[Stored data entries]
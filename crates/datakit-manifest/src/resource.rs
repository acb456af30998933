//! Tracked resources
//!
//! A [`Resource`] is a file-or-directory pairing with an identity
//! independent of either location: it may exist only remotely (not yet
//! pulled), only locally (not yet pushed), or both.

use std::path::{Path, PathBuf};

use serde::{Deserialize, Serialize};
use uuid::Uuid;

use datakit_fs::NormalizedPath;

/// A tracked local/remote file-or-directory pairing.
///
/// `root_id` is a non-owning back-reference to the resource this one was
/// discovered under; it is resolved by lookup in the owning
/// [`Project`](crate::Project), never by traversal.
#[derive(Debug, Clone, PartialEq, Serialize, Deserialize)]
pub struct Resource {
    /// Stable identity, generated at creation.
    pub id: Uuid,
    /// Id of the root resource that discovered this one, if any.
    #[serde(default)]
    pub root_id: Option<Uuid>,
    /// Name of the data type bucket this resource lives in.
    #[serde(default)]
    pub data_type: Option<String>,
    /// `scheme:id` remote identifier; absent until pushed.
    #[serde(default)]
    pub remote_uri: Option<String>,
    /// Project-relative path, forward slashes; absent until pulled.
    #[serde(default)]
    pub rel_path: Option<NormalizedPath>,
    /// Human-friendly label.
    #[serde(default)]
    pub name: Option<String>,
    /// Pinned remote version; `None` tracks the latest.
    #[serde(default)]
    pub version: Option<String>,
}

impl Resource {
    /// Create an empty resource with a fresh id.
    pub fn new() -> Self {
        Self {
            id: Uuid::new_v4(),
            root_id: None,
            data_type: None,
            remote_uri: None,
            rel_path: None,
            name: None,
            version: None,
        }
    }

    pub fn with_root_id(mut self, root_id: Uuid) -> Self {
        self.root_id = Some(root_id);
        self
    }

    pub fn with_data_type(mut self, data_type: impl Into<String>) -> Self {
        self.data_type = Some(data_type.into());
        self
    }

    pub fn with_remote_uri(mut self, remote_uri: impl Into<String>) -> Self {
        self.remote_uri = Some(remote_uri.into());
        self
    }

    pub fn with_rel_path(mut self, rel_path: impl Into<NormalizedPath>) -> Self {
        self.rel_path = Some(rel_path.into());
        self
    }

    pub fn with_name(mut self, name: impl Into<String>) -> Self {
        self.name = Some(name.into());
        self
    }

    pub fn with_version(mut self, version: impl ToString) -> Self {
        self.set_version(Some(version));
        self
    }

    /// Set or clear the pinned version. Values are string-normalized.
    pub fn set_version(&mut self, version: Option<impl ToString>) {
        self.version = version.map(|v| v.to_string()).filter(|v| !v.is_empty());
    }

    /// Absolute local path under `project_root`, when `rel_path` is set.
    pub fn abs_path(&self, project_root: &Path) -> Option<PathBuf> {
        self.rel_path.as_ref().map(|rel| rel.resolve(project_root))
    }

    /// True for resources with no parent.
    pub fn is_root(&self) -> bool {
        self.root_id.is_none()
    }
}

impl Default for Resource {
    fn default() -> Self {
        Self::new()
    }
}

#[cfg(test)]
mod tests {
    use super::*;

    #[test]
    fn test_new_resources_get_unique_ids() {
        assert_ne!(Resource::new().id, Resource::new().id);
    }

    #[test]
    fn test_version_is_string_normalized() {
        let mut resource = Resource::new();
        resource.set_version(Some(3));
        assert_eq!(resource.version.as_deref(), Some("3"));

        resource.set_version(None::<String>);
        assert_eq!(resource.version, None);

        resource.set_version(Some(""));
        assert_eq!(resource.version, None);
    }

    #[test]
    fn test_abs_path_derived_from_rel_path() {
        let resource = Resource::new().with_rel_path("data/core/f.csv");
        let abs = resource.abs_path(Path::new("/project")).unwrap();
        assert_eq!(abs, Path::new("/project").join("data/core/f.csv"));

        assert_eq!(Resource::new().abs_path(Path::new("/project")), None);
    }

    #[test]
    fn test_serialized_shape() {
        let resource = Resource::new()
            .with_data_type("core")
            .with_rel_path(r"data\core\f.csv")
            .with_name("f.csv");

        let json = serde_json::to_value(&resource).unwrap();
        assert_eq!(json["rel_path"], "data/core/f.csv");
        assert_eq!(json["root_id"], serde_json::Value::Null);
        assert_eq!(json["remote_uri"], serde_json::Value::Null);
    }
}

WHAT YOU HAVE TO DO:
Copy each record above so that no word or mark differs.

WRITTEN RESPONSE:
filename crates/datakit-manifest/src/resource.rs
repository acb456af30998933
//! Tracked resources
//!
//! A [`Resource`] is a file-or-directory pairing with an identity
//! independent of either location: it may exist only remotely (not yet
//! pulled), only locally (not yet pushed), or both.

use std::path::{Path, PathBuf};

use serde::{Deserialize, Serialize};
use uuid::Uuid;

use datakit_fs::NormalizedPath;

/// A tracked local/remote file-or-directory pairing.
///
/// `root_id` is a non-owning back-reference to the resource this one was
/// discovered under; it is resolved by lookup in the owning
/// [`Project`](crate::Project), never by traversal.
#[derive(Debug, Clone, PartialEq, Serialize, Deserialize)]
pub struct Resource {
    /// Stable identity, generated at creation.
    pub id: Uuid,
    /// Id of the root resource that discovered this one, if any.
    #[serde(default)]
    pub root_id: Option<Uuid>,
    /// Name of the data type bucket this resource lives in.
    #[serde(default)]
    pub data_type: Option<String>,
    /// `scheme:id` remote identifier; absent until pushed.
    #[serde(default)]
    pub remote_uri: Option<String>,
    /// Project-relative path, forward slashes; absent until pulled.
    #[serde(default)]
    pub rel_path: Option<NormalizedPath>,
    /// Human-friendly label.
    #[serde(default)]
    pub name: Option<String>,
    /// Pinned remote version; `None` tracks the latest.
    #[serde(default)]
    pub version: Option<String>,
}

impl Resource {
    /// Create an empty resource with a fresh id.
    pub fn new() -> Self {
        Self {
            id: Uuid::new_v4(),
            root_id: None,
            data_type: None,
            remote_uri: None,
            rel_path: None,
            name: None,
            version: None,
        }
    }

    pub fn with_root_id(mut self, root_id: Uuid) -> Self {
        self.root_id = Some(root_id);
        self
    }

    pub fn with_data_type(mut self, data_type: impl Into<String>) -> Self {
        self.data_type = Some(data_type.into());
        self
    }

    pub fn with_remote_uri(mut self, remote_uri: impl Into<String>) -> Self {
        self.remote_uri = Some(remote_uri.into());
        self
    }

    pub fn with_rel_path(mut self, rel_path: impl Into<NormalizedPath>) -> Self {
        self.rel_path = Some(rel_path.into());
        self
    }

    pub fn with_name(mut self, name: impl Into<String>) -> Self {
        self.name = Some(name.into());
        self
    }

    pub fn with_version(mut self, version: impl ToString) -> Self {
        self.set_version(Some(version));
        self
    }

    /// Set or clear the pinned version. Values are string-normalized.
    pub fn set_version(&mut self, version: Option<impl ToString>) {
        self.version = version.map(|v| v.to_string()).filter(|v| !v.is_empty());
    }

    /// Absolute local path under `project_root`, when `rel_path` is set.
    pub fn abs_path(&self, project_root: &Path) -> Option<PathBuf> {
        self.rel_path.as_ref().map(|rel| rel.resolve(project_root))
    }

    /// True for resources with no parent.
    pub fn is_root(&self) -> bool {
        self.root_id.is_none()
    }
}

impl Default for Resource {
    fn default() -> Self {
        Self::new()
    }
}

#[cfg(test)]
mod tests {
    use super::*;

    #[test]
    fn test_new_resources_get_unique_ids() {
        assert_ne!(Resource::new().id, Resource::new().id);
    }

    #[test]
    fn test_version_is_string_normalized() {
        let mut resource = Resource::new();
        resource.set_version(Some(3));
        assert_eq!(resource.version.as_deref(), Some("3"));

        resource.set_version(None::<String>);
        assert_eq!(resource.version, None);

        resource.set_version(Some(""));
        assert_eq!(resource.version, None);
    }

    #[test]
    fn test_abs_path_derived_from_rel_path() {
        let resource = Resource::new().with_rel_path("data/core/f.csv");
        let abs = resource.abs_path(Path::new("/project")).unwrap();
        assert_eq!(abs, Path::new("/project").join("data/core/f.csv"));

        assert_eq!(Resource::new().abs_path(Path::new("/project")), None);
    }

    #[test]
    fn test_serialized_shape() {
        let resource = Resource::new()
            .with_data_type("core")
            .with_rel_path(r"data\core\f.csv")
            .with_name("f.csv");

        let json = serde_json::to_value(&resource).unwrap();
        assert_eq!(json["rel_path"], "data/core/f.csv");
        assert_eq!(json["root_id"], serde_json::Value::Null);
        assert_eq!(json["remote_uri"], serde_json::Value::Null);
    }
}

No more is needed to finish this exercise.